Task details
Identify every line in the records below that contains the word "PartLayer", and copy each of those lines.

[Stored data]
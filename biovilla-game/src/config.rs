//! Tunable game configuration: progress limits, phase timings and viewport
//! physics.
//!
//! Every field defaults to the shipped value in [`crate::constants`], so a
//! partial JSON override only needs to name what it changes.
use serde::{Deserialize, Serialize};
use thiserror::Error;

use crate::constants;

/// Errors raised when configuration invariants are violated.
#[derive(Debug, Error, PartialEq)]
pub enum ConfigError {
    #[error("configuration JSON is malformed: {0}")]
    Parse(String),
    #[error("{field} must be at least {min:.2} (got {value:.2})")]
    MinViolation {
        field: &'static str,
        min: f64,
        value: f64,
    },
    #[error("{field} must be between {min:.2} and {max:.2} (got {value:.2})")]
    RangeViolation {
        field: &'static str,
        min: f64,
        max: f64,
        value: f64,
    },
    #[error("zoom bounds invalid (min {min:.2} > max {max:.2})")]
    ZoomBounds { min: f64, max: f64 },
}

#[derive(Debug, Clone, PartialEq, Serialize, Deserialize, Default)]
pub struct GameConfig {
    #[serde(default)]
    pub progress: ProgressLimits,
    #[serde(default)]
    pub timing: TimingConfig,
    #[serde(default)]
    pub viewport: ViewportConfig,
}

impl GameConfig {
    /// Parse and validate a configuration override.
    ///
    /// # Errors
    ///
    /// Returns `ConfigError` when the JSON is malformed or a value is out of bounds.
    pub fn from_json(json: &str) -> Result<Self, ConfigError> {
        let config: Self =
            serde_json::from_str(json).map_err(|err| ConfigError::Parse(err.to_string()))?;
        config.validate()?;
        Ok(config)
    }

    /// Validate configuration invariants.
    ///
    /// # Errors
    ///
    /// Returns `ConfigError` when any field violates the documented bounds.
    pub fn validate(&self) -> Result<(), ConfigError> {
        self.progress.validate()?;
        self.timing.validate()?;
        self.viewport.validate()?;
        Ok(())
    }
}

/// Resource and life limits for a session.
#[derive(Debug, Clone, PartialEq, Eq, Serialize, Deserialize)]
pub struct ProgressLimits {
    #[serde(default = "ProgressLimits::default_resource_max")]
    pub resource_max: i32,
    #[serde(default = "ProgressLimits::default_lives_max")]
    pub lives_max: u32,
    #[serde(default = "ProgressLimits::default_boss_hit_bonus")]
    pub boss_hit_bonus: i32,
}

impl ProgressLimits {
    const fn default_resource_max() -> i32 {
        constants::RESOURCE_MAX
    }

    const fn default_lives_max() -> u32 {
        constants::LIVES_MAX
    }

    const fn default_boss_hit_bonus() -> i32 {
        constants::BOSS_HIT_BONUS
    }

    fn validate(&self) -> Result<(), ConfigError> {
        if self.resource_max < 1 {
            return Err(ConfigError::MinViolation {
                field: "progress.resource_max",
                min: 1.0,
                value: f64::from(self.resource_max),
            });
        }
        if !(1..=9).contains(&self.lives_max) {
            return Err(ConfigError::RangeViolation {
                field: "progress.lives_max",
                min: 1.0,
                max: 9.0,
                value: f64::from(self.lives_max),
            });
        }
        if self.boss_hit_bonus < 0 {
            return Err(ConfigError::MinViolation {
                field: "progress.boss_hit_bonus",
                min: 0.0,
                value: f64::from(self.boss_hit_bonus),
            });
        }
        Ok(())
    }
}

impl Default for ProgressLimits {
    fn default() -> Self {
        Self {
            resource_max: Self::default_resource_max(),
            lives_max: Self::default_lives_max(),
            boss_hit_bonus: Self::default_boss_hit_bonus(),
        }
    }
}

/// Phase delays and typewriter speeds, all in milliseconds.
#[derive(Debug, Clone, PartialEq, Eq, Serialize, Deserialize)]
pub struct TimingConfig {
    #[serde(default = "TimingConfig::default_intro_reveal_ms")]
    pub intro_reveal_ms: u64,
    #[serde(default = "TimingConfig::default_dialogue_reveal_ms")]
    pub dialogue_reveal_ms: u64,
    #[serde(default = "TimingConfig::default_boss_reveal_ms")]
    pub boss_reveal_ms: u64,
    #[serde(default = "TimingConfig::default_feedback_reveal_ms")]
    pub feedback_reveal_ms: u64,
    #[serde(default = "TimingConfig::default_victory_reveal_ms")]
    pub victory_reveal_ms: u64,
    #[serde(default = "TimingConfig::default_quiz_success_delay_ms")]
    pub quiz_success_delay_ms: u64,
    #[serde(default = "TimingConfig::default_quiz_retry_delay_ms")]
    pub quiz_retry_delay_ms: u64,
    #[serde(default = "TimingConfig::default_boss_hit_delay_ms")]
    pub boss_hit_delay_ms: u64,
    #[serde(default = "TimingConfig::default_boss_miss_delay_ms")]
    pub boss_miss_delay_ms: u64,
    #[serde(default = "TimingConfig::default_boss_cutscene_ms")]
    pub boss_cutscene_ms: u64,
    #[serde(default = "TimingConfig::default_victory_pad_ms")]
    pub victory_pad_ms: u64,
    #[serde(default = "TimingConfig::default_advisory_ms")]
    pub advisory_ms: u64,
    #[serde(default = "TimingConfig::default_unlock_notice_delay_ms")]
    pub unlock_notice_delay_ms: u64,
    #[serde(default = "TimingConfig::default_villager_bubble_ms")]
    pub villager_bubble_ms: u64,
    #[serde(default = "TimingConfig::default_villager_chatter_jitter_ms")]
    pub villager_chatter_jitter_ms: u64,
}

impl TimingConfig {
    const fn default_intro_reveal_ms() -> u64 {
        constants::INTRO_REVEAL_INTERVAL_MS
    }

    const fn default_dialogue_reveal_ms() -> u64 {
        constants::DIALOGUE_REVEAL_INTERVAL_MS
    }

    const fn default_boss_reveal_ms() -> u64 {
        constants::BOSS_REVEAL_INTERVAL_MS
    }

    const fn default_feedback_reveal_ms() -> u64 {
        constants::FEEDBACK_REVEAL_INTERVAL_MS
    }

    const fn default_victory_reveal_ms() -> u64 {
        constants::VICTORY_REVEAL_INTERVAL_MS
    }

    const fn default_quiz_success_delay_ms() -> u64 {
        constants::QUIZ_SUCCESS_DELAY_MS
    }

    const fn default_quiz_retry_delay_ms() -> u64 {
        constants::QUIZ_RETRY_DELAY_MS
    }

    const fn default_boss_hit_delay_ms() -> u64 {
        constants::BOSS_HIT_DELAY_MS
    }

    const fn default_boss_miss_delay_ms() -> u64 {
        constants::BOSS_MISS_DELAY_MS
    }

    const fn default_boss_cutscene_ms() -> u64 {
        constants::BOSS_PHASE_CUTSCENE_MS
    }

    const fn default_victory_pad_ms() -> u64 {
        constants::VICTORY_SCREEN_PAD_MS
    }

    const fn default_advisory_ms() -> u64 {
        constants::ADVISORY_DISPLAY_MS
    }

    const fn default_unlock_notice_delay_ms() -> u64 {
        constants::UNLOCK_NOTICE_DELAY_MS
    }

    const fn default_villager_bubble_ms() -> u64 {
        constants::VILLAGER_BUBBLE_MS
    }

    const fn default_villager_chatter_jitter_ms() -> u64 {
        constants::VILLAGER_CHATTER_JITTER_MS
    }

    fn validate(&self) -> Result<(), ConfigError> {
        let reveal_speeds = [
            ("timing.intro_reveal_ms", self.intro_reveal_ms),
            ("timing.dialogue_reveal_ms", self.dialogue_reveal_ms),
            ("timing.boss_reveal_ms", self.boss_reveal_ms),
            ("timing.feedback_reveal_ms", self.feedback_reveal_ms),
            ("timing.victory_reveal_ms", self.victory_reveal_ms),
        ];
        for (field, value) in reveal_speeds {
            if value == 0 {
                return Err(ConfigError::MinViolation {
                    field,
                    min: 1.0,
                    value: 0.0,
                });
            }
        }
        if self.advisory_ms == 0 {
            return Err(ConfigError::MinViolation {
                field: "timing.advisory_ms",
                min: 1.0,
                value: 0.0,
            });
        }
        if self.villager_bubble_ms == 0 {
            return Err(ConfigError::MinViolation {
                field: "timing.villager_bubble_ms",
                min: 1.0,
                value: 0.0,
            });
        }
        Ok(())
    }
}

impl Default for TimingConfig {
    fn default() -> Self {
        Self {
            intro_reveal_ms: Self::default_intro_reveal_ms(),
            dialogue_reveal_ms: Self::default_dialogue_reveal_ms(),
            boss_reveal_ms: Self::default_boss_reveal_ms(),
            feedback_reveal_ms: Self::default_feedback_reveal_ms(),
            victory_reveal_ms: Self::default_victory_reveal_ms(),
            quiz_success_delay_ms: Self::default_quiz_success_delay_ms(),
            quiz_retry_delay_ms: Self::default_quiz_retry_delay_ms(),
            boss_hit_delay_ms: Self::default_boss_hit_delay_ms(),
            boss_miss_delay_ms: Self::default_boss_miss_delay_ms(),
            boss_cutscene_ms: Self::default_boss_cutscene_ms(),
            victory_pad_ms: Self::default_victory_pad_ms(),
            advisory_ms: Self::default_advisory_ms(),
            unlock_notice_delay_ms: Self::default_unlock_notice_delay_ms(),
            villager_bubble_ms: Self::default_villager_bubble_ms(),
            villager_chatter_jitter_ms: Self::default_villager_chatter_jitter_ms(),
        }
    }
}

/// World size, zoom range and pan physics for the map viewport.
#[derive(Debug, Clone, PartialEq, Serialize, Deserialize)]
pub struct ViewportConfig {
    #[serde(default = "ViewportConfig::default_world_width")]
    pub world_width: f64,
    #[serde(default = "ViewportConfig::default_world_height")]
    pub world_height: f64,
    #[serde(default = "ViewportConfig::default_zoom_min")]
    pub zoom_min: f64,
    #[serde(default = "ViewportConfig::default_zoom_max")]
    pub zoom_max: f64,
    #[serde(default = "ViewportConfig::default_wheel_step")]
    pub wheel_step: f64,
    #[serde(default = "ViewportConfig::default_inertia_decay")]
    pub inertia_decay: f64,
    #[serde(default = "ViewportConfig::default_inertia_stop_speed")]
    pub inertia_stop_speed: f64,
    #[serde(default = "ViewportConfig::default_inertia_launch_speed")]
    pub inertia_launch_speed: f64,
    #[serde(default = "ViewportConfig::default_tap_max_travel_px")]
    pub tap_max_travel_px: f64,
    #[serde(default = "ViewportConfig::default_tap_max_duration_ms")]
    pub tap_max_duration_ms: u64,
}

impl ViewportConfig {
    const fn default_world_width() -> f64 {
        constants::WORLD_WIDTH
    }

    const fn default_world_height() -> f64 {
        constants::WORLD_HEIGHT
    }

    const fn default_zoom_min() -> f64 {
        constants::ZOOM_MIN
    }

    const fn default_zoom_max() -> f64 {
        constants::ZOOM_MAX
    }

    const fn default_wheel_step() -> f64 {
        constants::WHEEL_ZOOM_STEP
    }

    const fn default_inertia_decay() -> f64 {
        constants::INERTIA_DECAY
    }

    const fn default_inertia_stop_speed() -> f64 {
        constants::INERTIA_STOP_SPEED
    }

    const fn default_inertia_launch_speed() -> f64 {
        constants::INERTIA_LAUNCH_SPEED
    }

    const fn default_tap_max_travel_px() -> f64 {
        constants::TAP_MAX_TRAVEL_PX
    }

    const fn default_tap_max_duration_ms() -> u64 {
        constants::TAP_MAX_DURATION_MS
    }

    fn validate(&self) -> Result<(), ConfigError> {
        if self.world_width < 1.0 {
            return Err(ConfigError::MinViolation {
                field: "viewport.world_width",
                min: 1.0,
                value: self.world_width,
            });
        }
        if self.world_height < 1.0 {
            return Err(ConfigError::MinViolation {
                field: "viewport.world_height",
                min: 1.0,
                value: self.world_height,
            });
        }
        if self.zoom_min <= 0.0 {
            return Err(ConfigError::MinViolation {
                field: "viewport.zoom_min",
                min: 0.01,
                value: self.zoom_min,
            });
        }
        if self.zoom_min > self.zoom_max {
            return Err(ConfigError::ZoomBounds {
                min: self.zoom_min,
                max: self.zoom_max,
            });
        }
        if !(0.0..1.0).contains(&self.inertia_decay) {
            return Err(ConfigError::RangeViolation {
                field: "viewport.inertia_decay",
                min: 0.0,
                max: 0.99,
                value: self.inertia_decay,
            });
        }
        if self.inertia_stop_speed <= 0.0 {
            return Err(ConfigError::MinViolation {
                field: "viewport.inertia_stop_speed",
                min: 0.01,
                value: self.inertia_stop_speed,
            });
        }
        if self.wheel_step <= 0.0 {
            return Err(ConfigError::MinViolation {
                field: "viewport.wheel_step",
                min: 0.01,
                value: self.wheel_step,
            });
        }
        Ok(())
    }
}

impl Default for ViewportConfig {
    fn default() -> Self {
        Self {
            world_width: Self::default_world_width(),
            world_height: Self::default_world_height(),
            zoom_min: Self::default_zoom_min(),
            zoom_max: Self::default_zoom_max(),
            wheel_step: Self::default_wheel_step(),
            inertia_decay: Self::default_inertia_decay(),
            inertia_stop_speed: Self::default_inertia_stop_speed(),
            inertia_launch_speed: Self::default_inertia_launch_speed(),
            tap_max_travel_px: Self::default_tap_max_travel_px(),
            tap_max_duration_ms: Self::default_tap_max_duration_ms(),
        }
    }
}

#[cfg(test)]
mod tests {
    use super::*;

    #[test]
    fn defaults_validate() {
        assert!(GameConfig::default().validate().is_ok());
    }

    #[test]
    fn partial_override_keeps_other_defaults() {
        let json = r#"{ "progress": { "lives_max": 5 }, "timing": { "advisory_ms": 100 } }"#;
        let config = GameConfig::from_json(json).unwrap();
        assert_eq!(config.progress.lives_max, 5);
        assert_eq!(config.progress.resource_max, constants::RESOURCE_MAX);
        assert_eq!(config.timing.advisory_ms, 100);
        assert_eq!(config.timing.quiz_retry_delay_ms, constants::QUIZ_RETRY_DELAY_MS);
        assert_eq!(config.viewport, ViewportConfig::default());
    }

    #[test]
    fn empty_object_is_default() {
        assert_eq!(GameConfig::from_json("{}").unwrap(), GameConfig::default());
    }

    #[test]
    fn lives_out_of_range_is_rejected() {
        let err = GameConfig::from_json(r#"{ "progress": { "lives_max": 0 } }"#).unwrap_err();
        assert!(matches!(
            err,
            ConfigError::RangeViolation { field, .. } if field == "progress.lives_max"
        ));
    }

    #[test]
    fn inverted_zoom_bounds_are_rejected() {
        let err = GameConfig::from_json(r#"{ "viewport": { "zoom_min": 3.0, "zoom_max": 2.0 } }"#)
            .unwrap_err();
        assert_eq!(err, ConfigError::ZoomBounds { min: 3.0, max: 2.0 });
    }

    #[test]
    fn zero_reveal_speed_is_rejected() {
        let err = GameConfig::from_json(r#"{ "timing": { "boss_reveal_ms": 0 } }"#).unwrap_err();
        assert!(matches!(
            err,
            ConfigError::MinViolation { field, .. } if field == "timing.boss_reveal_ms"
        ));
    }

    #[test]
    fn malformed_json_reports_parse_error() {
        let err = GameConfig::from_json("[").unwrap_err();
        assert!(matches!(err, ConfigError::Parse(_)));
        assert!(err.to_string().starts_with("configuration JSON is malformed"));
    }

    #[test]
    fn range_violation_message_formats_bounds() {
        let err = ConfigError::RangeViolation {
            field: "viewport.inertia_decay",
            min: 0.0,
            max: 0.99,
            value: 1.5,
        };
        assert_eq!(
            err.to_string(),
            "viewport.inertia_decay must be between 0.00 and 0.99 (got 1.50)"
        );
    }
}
...
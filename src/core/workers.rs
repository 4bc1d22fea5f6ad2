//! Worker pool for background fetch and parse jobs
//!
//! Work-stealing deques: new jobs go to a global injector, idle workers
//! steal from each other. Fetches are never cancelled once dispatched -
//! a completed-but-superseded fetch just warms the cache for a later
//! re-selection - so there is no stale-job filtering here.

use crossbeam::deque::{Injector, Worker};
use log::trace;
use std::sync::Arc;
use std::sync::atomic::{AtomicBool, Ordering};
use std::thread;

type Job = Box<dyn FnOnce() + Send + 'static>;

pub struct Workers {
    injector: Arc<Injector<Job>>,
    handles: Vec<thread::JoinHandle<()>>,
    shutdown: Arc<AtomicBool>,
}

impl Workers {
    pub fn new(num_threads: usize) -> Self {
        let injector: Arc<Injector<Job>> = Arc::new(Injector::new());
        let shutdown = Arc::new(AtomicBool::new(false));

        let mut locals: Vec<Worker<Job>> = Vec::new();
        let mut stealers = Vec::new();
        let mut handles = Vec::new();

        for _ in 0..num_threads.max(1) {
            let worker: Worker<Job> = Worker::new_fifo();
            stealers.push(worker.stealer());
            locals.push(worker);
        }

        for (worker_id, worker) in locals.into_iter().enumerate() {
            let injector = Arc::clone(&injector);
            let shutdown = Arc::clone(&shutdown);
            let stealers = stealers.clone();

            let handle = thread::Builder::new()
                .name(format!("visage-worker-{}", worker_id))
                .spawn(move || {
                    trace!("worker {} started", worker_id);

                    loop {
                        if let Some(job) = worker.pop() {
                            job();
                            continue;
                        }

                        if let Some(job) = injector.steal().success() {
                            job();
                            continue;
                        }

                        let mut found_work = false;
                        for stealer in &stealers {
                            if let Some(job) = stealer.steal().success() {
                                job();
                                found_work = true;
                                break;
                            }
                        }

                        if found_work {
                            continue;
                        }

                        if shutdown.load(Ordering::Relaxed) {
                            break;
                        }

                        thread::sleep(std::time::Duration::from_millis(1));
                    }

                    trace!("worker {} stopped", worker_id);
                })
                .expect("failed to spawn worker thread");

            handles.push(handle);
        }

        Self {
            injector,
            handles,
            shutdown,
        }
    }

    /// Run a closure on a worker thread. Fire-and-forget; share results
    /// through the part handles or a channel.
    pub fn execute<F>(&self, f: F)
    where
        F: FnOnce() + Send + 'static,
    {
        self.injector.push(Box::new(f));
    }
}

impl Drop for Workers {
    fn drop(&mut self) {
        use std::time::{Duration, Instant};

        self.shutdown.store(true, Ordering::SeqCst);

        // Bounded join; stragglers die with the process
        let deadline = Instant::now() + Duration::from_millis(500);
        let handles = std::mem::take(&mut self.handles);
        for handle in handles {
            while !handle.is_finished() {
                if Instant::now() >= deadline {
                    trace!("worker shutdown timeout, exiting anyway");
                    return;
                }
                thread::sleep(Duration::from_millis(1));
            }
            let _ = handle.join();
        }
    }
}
--
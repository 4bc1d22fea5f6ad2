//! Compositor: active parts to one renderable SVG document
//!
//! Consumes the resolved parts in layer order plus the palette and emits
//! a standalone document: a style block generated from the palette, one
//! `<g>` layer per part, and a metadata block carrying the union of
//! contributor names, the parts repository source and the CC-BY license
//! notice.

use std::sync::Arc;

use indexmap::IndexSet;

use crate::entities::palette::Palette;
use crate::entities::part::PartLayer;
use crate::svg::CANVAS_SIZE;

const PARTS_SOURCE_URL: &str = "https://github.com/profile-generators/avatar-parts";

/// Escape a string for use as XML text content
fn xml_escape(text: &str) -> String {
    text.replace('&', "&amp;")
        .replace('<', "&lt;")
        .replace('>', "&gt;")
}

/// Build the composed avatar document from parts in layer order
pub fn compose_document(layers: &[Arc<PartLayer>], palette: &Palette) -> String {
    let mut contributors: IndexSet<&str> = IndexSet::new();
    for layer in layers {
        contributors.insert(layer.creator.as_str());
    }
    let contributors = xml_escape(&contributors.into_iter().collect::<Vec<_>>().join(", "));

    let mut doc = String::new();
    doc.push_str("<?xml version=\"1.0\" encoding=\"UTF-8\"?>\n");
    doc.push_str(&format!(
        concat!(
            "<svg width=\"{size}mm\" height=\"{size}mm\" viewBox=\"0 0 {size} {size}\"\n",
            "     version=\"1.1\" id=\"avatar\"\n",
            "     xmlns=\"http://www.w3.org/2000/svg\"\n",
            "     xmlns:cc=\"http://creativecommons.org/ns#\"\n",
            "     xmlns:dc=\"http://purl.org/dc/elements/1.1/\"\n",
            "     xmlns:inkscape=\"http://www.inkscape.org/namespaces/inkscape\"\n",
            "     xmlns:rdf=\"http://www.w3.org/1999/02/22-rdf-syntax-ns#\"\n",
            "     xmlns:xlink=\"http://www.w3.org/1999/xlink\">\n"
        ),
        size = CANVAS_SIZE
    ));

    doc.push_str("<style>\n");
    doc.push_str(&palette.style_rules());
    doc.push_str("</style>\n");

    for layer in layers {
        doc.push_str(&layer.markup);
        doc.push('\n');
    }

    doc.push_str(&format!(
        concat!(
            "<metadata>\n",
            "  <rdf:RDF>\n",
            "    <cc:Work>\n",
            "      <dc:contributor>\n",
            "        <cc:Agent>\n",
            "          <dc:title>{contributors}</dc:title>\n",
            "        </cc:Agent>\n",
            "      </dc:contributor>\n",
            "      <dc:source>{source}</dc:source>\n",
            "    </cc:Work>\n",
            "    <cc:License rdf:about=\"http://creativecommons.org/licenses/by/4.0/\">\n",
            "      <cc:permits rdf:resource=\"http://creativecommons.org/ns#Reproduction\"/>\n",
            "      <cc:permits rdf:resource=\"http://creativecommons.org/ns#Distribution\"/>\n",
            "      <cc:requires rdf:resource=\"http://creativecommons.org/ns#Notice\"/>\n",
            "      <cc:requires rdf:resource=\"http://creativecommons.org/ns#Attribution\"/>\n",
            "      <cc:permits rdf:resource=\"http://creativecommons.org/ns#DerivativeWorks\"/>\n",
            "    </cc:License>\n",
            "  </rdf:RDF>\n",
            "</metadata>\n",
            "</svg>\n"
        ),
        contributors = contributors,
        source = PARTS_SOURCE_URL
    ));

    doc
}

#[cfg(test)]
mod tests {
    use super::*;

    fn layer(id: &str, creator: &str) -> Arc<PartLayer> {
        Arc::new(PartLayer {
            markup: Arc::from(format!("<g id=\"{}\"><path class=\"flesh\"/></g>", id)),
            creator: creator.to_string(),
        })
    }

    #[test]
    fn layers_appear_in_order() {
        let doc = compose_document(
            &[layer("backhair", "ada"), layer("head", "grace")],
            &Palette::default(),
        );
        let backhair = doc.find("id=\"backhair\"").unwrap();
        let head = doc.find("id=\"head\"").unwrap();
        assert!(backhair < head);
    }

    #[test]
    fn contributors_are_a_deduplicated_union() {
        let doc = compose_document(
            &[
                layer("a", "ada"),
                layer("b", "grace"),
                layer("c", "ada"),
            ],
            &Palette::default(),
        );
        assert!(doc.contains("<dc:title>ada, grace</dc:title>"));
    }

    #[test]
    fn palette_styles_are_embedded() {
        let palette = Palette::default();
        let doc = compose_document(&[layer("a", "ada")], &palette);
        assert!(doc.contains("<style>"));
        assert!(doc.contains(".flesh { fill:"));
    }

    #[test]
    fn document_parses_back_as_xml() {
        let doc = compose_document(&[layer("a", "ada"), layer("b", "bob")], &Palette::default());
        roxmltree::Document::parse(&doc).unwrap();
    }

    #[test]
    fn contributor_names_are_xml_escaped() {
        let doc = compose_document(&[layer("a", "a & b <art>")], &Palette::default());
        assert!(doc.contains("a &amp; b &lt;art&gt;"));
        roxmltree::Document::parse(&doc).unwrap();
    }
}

Problem solution
use crate::entities::part::PartLayer;
pub fn compose_document(layers: &[Arc<PartLayer>], palette: &Palette) -> String {
    fn layer(id: &str, creator: &str) -> Arc<PartLayer> {
        Arc::new(PartLayer {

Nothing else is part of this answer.